_Collected data entries_.
.....
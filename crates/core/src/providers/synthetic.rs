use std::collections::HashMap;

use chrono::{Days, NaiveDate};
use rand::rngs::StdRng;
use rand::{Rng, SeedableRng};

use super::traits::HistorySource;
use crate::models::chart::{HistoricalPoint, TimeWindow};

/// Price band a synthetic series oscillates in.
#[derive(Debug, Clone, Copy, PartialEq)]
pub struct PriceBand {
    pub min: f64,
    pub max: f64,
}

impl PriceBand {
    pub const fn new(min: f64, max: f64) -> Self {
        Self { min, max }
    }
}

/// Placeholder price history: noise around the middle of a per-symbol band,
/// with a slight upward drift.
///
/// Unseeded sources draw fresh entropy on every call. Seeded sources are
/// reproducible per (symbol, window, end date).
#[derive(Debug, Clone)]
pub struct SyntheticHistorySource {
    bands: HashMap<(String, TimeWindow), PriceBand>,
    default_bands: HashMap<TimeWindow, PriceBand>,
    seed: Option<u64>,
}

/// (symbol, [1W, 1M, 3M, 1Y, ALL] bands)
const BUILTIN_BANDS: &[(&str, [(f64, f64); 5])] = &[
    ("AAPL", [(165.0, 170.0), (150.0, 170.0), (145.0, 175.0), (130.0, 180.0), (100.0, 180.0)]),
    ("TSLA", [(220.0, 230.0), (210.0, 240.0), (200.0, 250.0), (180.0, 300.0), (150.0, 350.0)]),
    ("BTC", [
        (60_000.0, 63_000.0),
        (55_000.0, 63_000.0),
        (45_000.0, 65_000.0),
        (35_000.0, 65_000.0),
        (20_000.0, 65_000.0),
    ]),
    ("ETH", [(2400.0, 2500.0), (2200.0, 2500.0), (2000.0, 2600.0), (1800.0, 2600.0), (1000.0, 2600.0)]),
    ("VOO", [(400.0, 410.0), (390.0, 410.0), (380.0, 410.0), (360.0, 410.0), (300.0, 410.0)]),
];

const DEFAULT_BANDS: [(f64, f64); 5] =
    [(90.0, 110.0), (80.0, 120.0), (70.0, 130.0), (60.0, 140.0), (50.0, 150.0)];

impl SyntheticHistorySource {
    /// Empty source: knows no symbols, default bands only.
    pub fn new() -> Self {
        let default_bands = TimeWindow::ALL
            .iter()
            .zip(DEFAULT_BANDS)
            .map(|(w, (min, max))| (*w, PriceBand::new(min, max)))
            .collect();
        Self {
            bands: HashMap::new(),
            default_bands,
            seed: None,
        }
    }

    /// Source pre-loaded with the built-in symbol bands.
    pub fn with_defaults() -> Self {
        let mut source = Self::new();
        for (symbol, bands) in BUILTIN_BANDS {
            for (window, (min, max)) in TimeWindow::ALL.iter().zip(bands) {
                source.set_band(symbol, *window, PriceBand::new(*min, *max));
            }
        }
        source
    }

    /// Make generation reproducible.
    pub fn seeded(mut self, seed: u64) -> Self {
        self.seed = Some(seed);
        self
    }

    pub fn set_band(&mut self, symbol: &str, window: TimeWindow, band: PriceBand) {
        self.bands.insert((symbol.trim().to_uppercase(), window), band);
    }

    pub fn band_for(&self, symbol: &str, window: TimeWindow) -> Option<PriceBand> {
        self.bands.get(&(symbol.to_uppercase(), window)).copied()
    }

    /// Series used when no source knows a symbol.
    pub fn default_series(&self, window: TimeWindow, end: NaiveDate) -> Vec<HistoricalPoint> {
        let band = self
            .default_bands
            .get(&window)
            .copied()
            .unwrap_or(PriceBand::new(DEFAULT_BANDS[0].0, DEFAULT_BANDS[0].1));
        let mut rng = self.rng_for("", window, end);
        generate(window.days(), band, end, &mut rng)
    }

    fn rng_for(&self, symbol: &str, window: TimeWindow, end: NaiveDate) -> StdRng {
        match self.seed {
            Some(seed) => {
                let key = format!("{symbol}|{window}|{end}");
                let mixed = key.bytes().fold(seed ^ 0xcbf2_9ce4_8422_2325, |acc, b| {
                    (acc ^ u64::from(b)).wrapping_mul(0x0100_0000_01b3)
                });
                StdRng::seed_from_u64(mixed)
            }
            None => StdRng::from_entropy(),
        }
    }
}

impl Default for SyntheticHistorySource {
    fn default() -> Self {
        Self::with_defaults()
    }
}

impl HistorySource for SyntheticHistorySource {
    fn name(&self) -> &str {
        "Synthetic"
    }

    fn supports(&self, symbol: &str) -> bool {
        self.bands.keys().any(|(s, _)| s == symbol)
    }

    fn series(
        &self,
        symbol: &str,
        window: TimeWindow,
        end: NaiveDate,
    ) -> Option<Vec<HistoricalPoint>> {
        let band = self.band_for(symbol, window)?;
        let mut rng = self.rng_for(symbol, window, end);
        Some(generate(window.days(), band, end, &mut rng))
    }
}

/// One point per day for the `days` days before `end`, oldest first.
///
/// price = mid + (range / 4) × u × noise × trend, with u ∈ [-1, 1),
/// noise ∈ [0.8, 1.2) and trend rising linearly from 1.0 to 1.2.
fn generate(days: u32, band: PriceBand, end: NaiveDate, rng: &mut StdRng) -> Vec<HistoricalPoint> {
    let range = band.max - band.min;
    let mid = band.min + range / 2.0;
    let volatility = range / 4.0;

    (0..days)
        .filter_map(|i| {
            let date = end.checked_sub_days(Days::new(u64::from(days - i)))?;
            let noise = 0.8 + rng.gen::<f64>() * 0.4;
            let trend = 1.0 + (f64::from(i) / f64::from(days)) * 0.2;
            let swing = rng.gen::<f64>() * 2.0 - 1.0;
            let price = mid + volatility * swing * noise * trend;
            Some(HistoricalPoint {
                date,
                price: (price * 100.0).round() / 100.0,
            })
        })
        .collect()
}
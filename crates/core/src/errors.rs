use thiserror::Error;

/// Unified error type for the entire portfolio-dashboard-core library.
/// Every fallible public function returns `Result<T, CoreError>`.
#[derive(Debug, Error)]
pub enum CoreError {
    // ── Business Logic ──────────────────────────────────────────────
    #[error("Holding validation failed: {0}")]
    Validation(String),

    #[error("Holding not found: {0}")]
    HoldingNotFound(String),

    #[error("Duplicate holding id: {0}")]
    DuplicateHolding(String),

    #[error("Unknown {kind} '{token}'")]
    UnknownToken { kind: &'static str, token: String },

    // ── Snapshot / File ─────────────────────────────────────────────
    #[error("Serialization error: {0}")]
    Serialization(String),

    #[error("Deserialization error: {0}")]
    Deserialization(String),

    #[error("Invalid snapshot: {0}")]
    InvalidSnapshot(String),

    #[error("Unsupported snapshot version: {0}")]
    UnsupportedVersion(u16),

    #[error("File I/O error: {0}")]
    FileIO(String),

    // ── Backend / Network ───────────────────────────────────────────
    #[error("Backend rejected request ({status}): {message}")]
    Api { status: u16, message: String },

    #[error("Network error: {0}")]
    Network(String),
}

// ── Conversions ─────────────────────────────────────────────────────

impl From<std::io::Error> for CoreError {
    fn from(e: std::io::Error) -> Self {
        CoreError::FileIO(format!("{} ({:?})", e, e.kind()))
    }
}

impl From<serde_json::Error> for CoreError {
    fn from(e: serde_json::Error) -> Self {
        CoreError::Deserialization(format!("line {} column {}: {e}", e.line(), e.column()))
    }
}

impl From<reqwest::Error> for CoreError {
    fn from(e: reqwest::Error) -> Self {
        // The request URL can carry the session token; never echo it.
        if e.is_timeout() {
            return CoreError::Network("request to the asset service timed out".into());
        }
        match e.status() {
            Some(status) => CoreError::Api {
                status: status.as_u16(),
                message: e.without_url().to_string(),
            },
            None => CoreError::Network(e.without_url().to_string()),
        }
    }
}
.....
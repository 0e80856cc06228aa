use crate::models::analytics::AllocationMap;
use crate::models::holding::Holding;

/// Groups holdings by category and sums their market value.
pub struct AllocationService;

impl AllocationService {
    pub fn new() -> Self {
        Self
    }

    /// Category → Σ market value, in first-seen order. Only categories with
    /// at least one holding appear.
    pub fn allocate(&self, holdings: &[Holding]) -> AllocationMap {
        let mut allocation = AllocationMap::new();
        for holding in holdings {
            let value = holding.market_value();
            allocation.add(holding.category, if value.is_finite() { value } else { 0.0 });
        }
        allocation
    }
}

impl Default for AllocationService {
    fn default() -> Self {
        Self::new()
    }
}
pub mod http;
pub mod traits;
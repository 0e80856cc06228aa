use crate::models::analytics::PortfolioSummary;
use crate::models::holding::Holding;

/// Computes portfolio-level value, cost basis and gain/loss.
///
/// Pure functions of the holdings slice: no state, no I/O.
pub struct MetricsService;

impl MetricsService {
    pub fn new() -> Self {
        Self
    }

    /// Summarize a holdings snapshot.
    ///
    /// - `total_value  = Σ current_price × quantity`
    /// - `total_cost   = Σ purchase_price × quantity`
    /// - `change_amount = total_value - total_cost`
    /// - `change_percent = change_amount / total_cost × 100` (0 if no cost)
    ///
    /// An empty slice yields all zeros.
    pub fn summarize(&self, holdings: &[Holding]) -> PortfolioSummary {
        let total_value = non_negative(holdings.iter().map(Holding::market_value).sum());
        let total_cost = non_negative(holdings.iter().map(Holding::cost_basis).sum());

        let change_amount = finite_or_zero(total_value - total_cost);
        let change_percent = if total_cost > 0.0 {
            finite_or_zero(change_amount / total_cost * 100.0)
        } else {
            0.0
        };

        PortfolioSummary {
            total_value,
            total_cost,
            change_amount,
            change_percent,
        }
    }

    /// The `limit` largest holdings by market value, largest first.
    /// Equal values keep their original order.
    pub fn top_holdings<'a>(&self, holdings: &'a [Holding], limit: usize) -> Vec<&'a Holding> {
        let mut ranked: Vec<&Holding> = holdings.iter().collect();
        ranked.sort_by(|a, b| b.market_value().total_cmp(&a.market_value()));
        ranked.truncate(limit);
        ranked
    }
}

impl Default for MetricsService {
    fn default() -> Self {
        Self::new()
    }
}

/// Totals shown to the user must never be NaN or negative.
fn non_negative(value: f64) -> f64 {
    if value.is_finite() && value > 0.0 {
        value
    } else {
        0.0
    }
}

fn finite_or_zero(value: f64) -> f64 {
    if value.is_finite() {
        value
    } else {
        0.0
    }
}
.....
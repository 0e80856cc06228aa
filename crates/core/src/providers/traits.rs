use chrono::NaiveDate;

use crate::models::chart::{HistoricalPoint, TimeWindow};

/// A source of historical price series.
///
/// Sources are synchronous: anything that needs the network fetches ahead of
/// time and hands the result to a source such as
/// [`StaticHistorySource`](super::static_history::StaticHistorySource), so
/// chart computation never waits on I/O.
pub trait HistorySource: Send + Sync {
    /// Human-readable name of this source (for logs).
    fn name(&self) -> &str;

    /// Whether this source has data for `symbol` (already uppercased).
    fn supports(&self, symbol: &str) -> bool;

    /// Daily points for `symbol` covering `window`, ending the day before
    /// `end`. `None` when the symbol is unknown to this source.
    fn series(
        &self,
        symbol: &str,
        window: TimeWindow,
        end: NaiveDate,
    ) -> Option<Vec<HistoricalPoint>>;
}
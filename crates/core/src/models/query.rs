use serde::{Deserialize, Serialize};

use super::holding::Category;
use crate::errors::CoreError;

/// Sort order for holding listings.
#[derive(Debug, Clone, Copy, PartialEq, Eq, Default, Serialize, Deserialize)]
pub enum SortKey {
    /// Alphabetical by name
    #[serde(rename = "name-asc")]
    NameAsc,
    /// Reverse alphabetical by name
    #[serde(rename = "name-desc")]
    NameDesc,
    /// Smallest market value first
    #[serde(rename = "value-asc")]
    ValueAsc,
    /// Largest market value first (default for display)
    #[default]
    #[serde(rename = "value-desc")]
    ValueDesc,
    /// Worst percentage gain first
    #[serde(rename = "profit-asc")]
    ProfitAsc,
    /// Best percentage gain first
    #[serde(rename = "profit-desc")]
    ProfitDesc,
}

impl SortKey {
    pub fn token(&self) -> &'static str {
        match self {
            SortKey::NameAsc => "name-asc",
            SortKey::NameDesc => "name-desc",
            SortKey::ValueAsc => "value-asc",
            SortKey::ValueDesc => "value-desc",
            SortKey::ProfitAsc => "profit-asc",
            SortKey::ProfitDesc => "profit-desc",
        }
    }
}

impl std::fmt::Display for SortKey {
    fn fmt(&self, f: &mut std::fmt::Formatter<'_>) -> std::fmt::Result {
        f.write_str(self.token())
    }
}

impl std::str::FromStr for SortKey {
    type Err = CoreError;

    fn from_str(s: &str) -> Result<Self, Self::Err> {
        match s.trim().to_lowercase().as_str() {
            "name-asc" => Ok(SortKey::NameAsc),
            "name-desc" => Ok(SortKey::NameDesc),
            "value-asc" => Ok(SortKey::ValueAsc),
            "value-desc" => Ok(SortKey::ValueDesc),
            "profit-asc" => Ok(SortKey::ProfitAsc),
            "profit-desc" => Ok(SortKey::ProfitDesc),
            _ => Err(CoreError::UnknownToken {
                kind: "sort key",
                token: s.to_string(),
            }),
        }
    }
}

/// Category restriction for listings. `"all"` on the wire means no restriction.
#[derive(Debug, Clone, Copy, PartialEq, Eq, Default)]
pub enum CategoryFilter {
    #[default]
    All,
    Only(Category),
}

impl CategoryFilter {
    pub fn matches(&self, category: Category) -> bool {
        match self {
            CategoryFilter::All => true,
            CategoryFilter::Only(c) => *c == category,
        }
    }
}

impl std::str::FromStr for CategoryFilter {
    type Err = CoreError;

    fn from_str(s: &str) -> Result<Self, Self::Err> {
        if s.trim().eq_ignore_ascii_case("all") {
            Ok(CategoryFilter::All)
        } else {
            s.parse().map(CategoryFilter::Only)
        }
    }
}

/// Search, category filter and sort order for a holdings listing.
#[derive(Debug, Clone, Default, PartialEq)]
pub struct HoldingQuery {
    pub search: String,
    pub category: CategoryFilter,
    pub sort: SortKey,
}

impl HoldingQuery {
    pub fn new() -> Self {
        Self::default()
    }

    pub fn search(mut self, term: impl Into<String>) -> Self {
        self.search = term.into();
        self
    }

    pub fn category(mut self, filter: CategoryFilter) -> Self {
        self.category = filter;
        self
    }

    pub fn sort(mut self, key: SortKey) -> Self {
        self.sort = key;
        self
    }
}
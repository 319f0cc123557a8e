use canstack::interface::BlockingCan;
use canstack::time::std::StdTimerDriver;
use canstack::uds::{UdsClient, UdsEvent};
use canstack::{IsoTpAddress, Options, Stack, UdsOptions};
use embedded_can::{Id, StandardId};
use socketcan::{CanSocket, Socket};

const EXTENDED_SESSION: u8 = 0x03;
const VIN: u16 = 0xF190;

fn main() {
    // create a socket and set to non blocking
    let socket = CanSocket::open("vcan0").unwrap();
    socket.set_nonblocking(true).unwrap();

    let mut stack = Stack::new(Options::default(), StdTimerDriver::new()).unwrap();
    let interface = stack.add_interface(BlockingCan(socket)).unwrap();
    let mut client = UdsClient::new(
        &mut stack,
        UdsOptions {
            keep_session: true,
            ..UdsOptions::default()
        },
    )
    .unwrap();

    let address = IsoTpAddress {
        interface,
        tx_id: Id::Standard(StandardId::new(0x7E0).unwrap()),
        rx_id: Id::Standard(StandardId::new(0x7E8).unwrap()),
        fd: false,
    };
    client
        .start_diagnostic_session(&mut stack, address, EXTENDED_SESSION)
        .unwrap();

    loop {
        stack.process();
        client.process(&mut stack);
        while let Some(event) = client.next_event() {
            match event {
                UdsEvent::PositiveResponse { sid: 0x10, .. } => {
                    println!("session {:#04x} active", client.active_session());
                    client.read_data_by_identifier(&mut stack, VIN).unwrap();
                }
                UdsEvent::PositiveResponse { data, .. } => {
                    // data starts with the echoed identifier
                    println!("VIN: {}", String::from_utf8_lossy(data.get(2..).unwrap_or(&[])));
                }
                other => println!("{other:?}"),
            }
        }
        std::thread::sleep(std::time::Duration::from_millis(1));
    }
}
.....
_ABOUT THIS TASK_. What is needed is a copy of every line above in which "FileIO" appears.

_THE COMPLETED TASK_.
    FileIO(String),
        CoreError::FileIO(format!("{} ({:?})", e, e.kind()))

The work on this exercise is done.